Problem to solve: Within the records below, reproduce without change the lines from the line that has "assert_eq!(err, ConfigError::MissingHost(url.to_string()));" through the line that has "that needs a", and only those.

Material shown:
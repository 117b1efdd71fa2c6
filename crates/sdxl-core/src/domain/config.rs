//! Client configuration.
//!
//! [`ClientConfig`] is built once by whoever owns the client and never changes
//! afterwards.  The only field that can be *invalid* is the endpoint URL, so it
//! is checked in [`ClientConfig::new`]; every other setting is adjusted with a
//! consuming `with_*` method that cannot break the invariant.
//!
//! Reading settings from files, environment variables or CLI flags happens in
//! `sdxl-client`; this module only holds the validated result.

use std::time::Duration;

use thiserror::Error;
use url::Url;

/// Default queue endpoint of the hosted SDXL demo.
pub const DEFAULT_WS_URL: &str = "wss://google-sdxl.hf.space/queue/join";

/// Default per-read timeout.
pub const DEFAULT_TIMEOUT: Duration = Duration::from_secs(60);

/// Default maximum WebSocket message/frame size (10 MiB).
pub const DEFAULT_MAX_SIZE: usize = 10 * 1024 * 1024;

/// Default depth of the incoming-message queue.
pub const DEFAULT_MAX_QUEUE: usize = 2048;

/// Default index of the remote generation function.
pub const DEFAULT_FN_INDEX: u32 = 2;

/// Default translation source language.
pub const DEFAULT_TRANSLATE_FROM: &str = "ru";

/// Default translation target language.
pub const DEFAULT_TRANSLATE_TO: &str = "en";

/// Errors raised while building a [`ClientConfig`].
#[derive(Debug, Error, PartialEq, Eq)]
pub enum ConfigError {
    /// The endpoint string is not a URL at all (e.g. missing scheme).
    #[error("invalid WebSocket URL '{url}': {reason}")]
    InvalidUrl { url: String, reason: String },

    /// The endpoint parsed but has no host component.
    #[error("WebSocket URL '{0}' has no host")]
    MissingHost(String),
}

/// Immutable settings for one generation client.
///
/// # Example
///
/// ```rust
/// use std::time::Duration;
/// use sdxl_core::ClientConfig;
///
/// let cfg = ClientConfig::new("ws://127.0.0.1:7860/queue/join")
///     .unwrap()
///     .with_timeout(Duration::from_secs(5))
///     .with_translation(false);
/// assert_eq!(cfg.fn_index(), 2);
/// assert!(!cfg.translation_enabled());
///
/// assert!(ClientConfig::new("queue/join").is_err());
/// ```
#[derive(Debug, Clone, PartialEq, Eq)]
pub struct ClientConfig {
    ws_url: Url,
    timeout: Duration,
    max_size: usize,
    max_queue: usize,
    fn_index: u32,
    translate_from: String,
    translate_to: String,
    translate: bool,
}

impl ClientConfig {
    /// Creates a configuration for `ws_url` with every other field at its
    /// default.
    ///
    /// # Errors
    ///
    /// Returns [`ConfigError`] if `ws_url` does not parse as an absolute URL
    /// with both a scheme and a host.
    pub fn new(ws_url: &str) -> Result<Self, ConfigError> {
        let parsed = Url::parse(ws_url).map_err(|e| ConfigError::InvalidUrl {
            url: ws_url.to_string(),
            reason: e.to_string(),
        })?;

        // `Url::parse` accepts host-less URLs such as `mailto:x` or `file:///x`.
        match parsed.host_str() {
            Some(host) if !host.is_empty() => {}
            _ => return Err(ConfigError::MissingHost(ws_url.to_string())),
        }

        Ok(Self {
            ws_url: parsed,
            timeout: DEFAULT_TIMEOUT,
            max_size: DEFAULT_MAX_SIZE,
            max_queue: DEFAULT_MAX_QUEUE,
            fn_index: DEFAULT_FN_INDEX,
            translate_from: DEFAULT_TRANSLATE_FROM.to_string(),
            translate_to: DEFAULT_TRANSLATE_TO.to_string(),
            translate: true,
        })
    }

    /// Configuration pointing at the hosted demo endpoint.
    ///
    /// # Errors
    ///
    /// Never fails in practice; the `Result` mirrors [`ClientConfig::new`].
    pub fn hosted() -> Result<Self, ConfigError> {
        Self::new(DEFAULT_WS_URL)
    }

    pub fn with_timeout(mut self, timeout: Duration) -> Self {
        self.timeout = timeout;
        self
    }

    pub fn with_max_size(mut self, max_size: usize) -> Self {
        self.max_size = max_size;
        self
    }

    /// Sets the incoming-message queue depth.  Zero is bumped to one because a
    /// bounded channel needs at least one slot.
    pub fn with_max_queue(mut self, max_queue: usize) -> Self {
        self.max_queue = max_queue.max(1);
        self
    }

    pub fn with_fn_index(mut self, fn_index: u32) -> Self {
        self.fn_index = fn_index;
        self
    }

    /// Sets the translation language pair (`source` → `target`).
    pub fn with_languages(mut self, source: impl Into<String>, target: impl Into<String>) -> Self {
        self.translate_from = source.into();
        self.translate_to = target.into();
        self
    }

    pub fn with_translation(mut self, enabled: bool) -> Self {
        self.translate = enabled;
        self
    }

    // ── Accessors ─────────────────────────────────────────────────────────────

    pub fn ws_url(&self) -> &Url {
        &self.ws_url
    }

    /// Timeout applied to the connect attempt and, independently, to every
    /// single read.
    pub fn timeout(&self) -> Duration {
        self.timeout
    }

    pub fn max_size(&self) -> usize {
        self.max_size
    }

    pub fn max_queue(&self) -> usize {
        self.max_queue
    }

    pub fn fn_index(&self) -> u32 {
        self.fn_index
    }

    pub fn translate_from(&self) -> &str {
        &self.translate_from
    }

    pub fn translate_to(&self) -> &str {
        &self.translate_to
    }

    pub fn translation_enabled(&self) -> bool {
        self.translate
    }
}

// ── Tests ─────────────────────────────────────────────────────────────────────

#[cfg(test)]
mod tests {
    use super::*;

    #[test]
    fn test_new_applies_defaults() {
        // Arrange / Act
        let cfg = ClientConfig::new("wss://example.org/queue/join").unwrap();

        // Assert
        assert_eq!(cfg.timeout(), Duration::from_secs(60));
        assert_eq!(cfg.max_size(), 10 * 1024 * 1024);
        assert_eq!(cfg.max_queue(), 2048);
        assert_eq!(cfg.fn_index(), 2);
        assert_eq!(cfg.translate_from(), "ru");
        assert_eq!(cfg.translate_to(), "en");
        assert!(cfg.translation_enabled());
    }

    #[test]
    fn test_hosted_points_at_default_endpoint() {
        let cfg = ClientConfig::hosted().unwrap();
        assert_eq!(cfg.ws_url().as_str(), DEFAULT_WS_URL);
        assert_eq!(cfg.ws_url().host_str(), Some("google-sdxl.hf.space"));
    }

    #[test]
    fn test_url_without_scheme_is_rejected() {
        for url in ["google-sdxl.hf.space/queue/join", "/queue/join", "", "   "] {
            let err = ClientConfig::new(url).unwrap_err();
            assert!(
                matches!(err, ConfigError::InvalidUrl { .. }),
                "{url:?} gave {err:?}"
            );
        }
    }

    #[test]
    fn test_url_without_host_is_rejected() {
        for url in ["mailto:someone", "data:text/plain,hi", "file:///tmp/sock"] {
            let err = ClientConfig::new(url).unwrap_err();
            assert_eq!(err, ConfigError::MissingHost(url.to_string()));
        }
    }

    #[test]
    fn test_with_setters_override_fields() {
        let cfg = ClientConfig::new("ws://127.0.0.1:9000/")
            .unwrap()
            .with_timeout(Duration::from_millis(250))
            .with_max_size(1024)
            .with_max_queue(16)
            .with_fn_index(7)
            .with_languages("de", "fr")
            .with_translation(false);

        assert_eq!(cfg.timeout(), Duration::from_millis(250));
        assert_eq!(cfg.max_size(), 1024);
        assert_eq!(cfg.max_queue(), 16);
        assert_eq!(cfg.fn_index(), 7);
        assert_eq!(cfg.translate_from(), "de");
        assert_eq!(cfg.translate_to(), "fr");
        assert!(!cfg.translation_enabled());
    }

    #[test]
    fn test_zero_queue_depth_is_bumped_to_one() {
        let cfg = ClientConfig::new("ws://localhost/").unwrap().with_max_queue(0);
        assert_eq!(cfg.max_queue(), 1);
    }
}
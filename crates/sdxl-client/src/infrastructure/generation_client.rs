//! The generation protocol client.
//!
//! [`GenerationClient::generate`] runs one complete queue exchange on a fresh
//! connection:
//!
//! 1. connect
//! 2. wait for `send_hash`; anything else is an error
//! 3. send `{fn_index, session_hash}` with a freshly minted handle
//! 4. wait for `send_data`, skipping every other control frame
//! 5. translate the prompts, send the parameter frame
//! 6. read one progress frame (discarded), then the result frame
//! 7. validate the result and return the surviving images
//!
//! Each read is bounded by the configured timeout on its own.  Step 4 has no
//! iteration cap: a server that keeps sending unrelated control frames faster
//! than the timeout can hold the caller indefinitely.  A caller that needs a
//! hard deadline wraps `generate` in `tokio::time::timeout`; expiry drops the
//! future and with it the connection.
//!
//! Exactly one attempt is made per call: no retry, no reconnect.

use std::sync::Arc;

use tracing::debug;

use sdxl_core::protocol::messages::{MSG_SEND_DATA, MSG_SEND_HASH};
use sdxl_core::protocol::{
    decode_control, decode_result, encode_data_submission, encode_hash_submission, QueueEvent,
};
use sdxl_core::{ClientConfig, GeneratedImages, GenerationRequest, SessionHash};

use crate::application::{ClientError, PromptTranslator, TextTranslator};
use crate::infrastructure::google_translate::GoogleTranslator;
use crate::infrastructure::queue_conn::QueueConnection;

/// Client for a queue-based SDXL generation service.
///
/// Holds only immutable state, so one client can serve many overlapping
/// `generate` calls; each call opens its own connection and session handle.
#[derive(Debug, Clone)]
pub struct GenerationClient {
    config: ClientConfig,
    translator: PromptTranslator,
}

impl GenerationClient {
    /// A client that translates with Google Translate when `config` enables
    /// translation.
    pub fn new(config: ClientConfig) -> Self {
        let backend = Arc::new(
            GoogleTranslator::new(config.translate_from(), config.translate_to())
                .with_timeout(config.timeout()),
        );
        Self::with_translator(config, backend)
    }

    /// A client using `backend` for translation.  `backend` is ignored when
    /// `config` disables translation.
    pub fn with_translator(config: ClientConfig, backend: Arc<dyn TextTranslator>) -> Self {
        let translator = if config.translation_enabled() {
            PromptTranslator::enabled(backend)
        } else {
            PromptTranslator::disabled()
        };
        Self { config, translator }
    }

    pub fn config(&self) -> &ClientConfig {
        &self.config
    }

    /// Generates images for `request`.
    ///
    /// # Errors
    ///
    /// Returns a [`ClientError`] describing the first step that failed.  The
    /// connection is closed on every path before this returns.
    pub async fn generate(&self, request: &GenerationRequest) -> Result<GeneratedImages, ClientError> {
        let mut conn = QueueConnection::open(&self.config).await?;
        let session = SessionHash::generate();

        let outcome = self.exchange(&mut conn, &session, request).await;

        match &outcome {
            // Nothing left to close.
            Err(ClientError::ConnectionClosed(_)) => {}
            _ => conn.close().await,
        }

        match &outcome {
            Ok(images) => debug!("session {session}: received {} image(s)", images.len()),
            Err(e) => debug!("session {session}: generation failed: {e}"),
        }
        outcome
    }

    async fn exchange(
        &self,
        conn: &mut QueueConnection,
        session: &SessionHash,
        request: &GenerationRequest,
    ) -> Result<GeneratedImages, ClientError> {
        let fn_index = self.config.fn_index();

        // ── Handshake ─────────────────────────────────────────────────────────
        let frame = conn.recv_text(MSG_SEND_HASH).await?;
        match decode_control(&frame, MSG_SEND_HASH)? {
            QueueEvent::SendHash => {}
            other => {
                return Err(ClientError::UnexpectedMessage {
                    expected: MSG_SEND_HASH.to_string(),
                    actual: other.to_string(),
                })
            }
        }

        debug!("session {session}: joining queue for fn_index {fn_index}");
        conn.send_text(encode_hash_submission(fn_index, session)?).await?;

        loop {
            let frame = conn.recv_text(MSG_SEND_DATA).await?;
            match decode_control(&frame, MSG_SEND_DATA)? {
                QueueEvent::SendData => break,
                other => debug!("session {session}: ignoring `{other}` while waiting for send_data"),
            }
        }

        // ── Parameters ────────────────────────────────────────────────────────
        let prompt = self.translator.translate(&request.prompt).await?;
        let negative_prompt = self.translator.translate(&request.negative_prompt).await?;

        debug!(
            "session {session}: submitting parameters (cfg_scale={}, style={})",
            request.cfg_scale, request.style
        );
        let frame = encode_data_submission(
            fn_index,
            session,
            &prompt,
            &negative_prompt,
            request.cfg_scale,
            request.style,
        )?;
        conn.send_text(frame).await?;

        // ── Result ────────────────────────────────────────────────────────────
        let _progress = conn.recv_text("progress").await?;
        let result = conn.recv_text("result").await?;

        Ok(decode_result(&result)?)
    }
}
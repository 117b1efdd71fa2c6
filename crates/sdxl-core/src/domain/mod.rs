//! Domain layer: pure value types describing one generation attempt.
//!
//! Nothing in here performs I/O.  The infrastructure layer of `sdxl-client`
//! owns the socket; these types only describe what goes over it.

pub mod config;
pub mod image;
pub mod request;
pub mod session;
pub mod style;
//! Application layer for sdxl-client.
//!
//! Knows *what* a generation attempt needs (translated prompts, a typed error
//! taxonomy) but not *how* the bytes move.  Sockets and HTTP live in the
//! infrastructure layer.

pub mod error;
pub mod translate_prompt;

pub use error::ClientError;
pub use translate_prompt::{PromptTranslator, TextTranslator, TranslateError};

Response to the task:
            assert_eq!(err, ConfigError::MissingHost(url.to_string()));
        }
    }

    #[test]
    fn test_with_setters_override_fields() {
        let cfg = ClientConfig::new("ws://127.0.0.1:9000/")
            .unwrap()
            .with_timeout(Duration::from_millis(250))
            .with_max_size(1024)
            .with_max_queue(16)
            .with_fn_index(7)
            .with_languages("de", "fr")
            .with_translation(false);

        assert_eq!(cfg.timeout(), Duration::from_millis(250));
        assert_eq!(cfg.max_size(), 1024);
        assert_eq!(cfg.max_queue(), 16);
        assert_eq!(cfg.fn_index(), 7);
        assert_eq!(cfg.translate_from(), "de");
        assert_eq!(cfg.translate_to(), "fr");
        assert!(!cfg.translation_enabled());
    }

    #[test]
    fn test_zero_queue_depth_is_bumped_to_one() {
        let cfg = ClientConfig::new("ws://localhost/").unwrap().with_max_queue(0);
        assert_eq!(cfg.max_queue(), 1);
    }
}
filename crates/sdxl-client/src/infrastructure/generation_client.rs
//! The generation protocol client.
//!
//! [`GenerationClient::generate`] runs one complete queue exchange on a fresh
//! connection:
//!
//! 1. connect
//! 2. wait for `send_hash`; anything else is an error
//! 3. send `{fn_index, session_hash}` with a freshly minted handle
//! 4. wait for `send_data`, skipping every other control frame
//! 5. translate the prompts, send the parameter frame
//! 6. read one progress frame (discarded), then the result frame
//! 7. validate the result and return the surviving images
//!
//! Each read is bounded by the configured timeout on its own.  Step 4 has no
//! iteration cap: a server that keeps sending unrelated control frames faster
//! than the timeout can hold the caller indefinitely.  A caller that needs a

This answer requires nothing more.